• [The problem]:
Below are the entries; return every line among them that holds the word "iter".

------ Task inputs ------

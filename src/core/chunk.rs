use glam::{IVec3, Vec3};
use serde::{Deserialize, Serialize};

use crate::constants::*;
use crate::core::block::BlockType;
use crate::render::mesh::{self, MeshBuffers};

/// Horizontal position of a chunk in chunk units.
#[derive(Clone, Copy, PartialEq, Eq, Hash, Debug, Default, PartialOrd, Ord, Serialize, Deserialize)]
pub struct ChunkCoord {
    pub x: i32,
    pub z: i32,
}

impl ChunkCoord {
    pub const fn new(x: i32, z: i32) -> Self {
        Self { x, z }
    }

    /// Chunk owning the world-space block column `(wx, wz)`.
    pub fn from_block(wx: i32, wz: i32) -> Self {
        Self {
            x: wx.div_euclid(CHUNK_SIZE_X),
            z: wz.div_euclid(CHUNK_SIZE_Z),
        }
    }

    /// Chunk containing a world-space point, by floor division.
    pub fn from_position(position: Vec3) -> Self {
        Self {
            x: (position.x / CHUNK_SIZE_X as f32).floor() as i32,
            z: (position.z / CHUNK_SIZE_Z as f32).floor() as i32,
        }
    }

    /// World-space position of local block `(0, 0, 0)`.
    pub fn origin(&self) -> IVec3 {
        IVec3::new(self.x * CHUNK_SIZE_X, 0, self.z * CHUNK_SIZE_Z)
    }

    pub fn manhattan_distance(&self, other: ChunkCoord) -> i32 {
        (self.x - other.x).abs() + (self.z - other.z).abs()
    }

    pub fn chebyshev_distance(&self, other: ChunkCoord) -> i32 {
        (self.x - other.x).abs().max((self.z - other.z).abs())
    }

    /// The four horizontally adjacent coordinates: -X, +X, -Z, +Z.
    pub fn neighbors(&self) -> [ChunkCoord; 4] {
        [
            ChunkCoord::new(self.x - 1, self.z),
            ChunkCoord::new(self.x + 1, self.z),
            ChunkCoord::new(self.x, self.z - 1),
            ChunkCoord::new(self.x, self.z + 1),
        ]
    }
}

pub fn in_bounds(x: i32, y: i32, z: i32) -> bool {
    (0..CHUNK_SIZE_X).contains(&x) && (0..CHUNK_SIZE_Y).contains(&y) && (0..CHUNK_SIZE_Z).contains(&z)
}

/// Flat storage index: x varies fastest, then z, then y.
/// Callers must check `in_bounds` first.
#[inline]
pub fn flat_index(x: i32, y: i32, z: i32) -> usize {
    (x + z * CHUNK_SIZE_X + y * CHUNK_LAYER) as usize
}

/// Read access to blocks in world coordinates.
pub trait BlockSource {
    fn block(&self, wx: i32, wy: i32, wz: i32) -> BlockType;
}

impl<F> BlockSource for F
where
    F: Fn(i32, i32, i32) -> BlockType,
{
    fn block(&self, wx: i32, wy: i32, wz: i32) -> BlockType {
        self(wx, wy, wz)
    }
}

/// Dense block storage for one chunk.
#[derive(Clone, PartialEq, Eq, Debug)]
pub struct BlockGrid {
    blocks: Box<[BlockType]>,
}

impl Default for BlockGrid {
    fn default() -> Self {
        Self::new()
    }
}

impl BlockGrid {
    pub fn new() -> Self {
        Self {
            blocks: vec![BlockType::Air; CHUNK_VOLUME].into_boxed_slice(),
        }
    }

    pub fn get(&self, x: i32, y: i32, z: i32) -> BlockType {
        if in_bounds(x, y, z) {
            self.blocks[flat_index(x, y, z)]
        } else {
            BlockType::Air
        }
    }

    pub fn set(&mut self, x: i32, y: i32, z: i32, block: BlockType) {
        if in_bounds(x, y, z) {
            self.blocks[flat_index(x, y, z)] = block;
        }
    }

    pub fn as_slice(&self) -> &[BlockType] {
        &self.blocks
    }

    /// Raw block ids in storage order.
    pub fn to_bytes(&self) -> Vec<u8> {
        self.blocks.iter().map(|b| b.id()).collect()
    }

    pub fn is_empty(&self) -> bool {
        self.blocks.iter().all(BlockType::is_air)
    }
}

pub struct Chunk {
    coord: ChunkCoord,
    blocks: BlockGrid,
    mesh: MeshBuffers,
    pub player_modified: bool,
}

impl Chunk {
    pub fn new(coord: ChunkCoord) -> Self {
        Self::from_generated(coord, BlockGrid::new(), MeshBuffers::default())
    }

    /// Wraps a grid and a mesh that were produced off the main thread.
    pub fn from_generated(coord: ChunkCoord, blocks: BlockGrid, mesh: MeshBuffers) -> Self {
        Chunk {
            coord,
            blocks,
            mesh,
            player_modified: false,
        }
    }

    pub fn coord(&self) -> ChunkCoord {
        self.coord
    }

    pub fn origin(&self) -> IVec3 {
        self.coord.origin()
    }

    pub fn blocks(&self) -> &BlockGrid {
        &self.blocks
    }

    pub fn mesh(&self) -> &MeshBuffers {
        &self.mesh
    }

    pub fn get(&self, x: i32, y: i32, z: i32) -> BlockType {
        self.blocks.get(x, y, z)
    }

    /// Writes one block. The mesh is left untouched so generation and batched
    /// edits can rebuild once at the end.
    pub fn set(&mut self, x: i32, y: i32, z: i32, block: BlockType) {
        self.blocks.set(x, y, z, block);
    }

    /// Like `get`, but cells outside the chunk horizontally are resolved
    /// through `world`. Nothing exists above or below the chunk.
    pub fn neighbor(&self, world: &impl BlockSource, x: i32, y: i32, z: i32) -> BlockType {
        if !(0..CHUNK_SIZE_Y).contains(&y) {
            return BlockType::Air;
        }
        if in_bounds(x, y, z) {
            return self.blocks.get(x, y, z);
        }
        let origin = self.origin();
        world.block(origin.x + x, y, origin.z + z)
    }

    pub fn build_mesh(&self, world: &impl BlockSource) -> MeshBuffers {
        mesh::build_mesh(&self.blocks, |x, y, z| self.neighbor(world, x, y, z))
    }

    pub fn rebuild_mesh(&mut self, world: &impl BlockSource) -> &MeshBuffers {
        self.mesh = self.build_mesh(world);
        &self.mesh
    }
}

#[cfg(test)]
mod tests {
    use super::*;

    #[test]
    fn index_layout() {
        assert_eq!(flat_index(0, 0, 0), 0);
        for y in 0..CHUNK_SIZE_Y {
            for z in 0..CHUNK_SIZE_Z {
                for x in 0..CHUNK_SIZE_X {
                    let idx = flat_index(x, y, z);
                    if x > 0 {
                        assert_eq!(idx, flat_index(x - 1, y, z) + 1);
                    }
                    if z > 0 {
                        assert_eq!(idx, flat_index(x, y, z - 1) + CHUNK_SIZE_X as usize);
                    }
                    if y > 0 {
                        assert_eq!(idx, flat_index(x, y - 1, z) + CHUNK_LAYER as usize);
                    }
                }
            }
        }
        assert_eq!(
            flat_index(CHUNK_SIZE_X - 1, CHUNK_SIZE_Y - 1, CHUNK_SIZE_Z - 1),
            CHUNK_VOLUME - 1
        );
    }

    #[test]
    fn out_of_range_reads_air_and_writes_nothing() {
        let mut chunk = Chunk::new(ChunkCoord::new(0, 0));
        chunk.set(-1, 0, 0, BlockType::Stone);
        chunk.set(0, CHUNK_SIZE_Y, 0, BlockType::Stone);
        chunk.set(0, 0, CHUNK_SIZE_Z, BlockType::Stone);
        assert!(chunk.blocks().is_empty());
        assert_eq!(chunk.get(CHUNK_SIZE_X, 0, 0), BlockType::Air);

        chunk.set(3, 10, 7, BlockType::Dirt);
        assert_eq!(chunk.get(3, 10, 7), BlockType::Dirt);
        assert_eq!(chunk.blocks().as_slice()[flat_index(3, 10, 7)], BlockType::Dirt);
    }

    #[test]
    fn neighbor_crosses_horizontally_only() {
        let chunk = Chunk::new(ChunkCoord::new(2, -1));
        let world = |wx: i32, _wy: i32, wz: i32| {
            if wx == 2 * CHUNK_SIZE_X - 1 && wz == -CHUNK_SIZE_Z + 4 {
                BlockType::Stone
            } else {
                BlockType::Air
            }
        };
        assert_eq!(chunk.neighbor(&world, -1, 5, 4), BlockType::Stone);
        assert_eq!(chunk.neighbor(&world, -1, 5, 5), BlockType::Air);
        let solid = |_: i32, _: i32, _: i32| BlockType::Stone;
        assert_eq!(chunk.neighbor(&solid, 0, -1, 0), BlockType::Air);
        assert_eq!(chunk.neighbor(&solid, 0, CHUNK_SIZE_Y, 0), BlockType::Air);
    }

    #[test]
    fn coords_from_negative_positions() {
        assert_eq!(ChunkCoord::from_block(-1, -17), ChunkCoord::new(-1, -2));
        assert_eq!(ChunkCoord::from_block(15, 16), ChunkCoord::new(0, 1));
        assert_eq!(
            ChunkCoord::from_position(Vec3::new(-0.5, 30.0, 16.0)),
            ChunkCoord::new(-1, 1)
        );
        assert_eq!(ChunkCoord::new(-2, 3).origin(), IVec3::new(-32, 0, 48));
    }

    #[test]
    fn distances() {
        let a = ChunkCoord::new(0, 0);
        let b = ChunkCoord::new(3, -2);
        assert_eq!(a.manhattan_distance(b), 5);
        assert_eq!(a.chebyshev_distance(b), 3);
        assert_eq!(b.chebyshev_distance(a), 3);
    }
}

------

• [Answer space]:
        self.blocks.iter().map(|b| b.id()).collect()
        self.blocks.iter().all(BlockType::is_air)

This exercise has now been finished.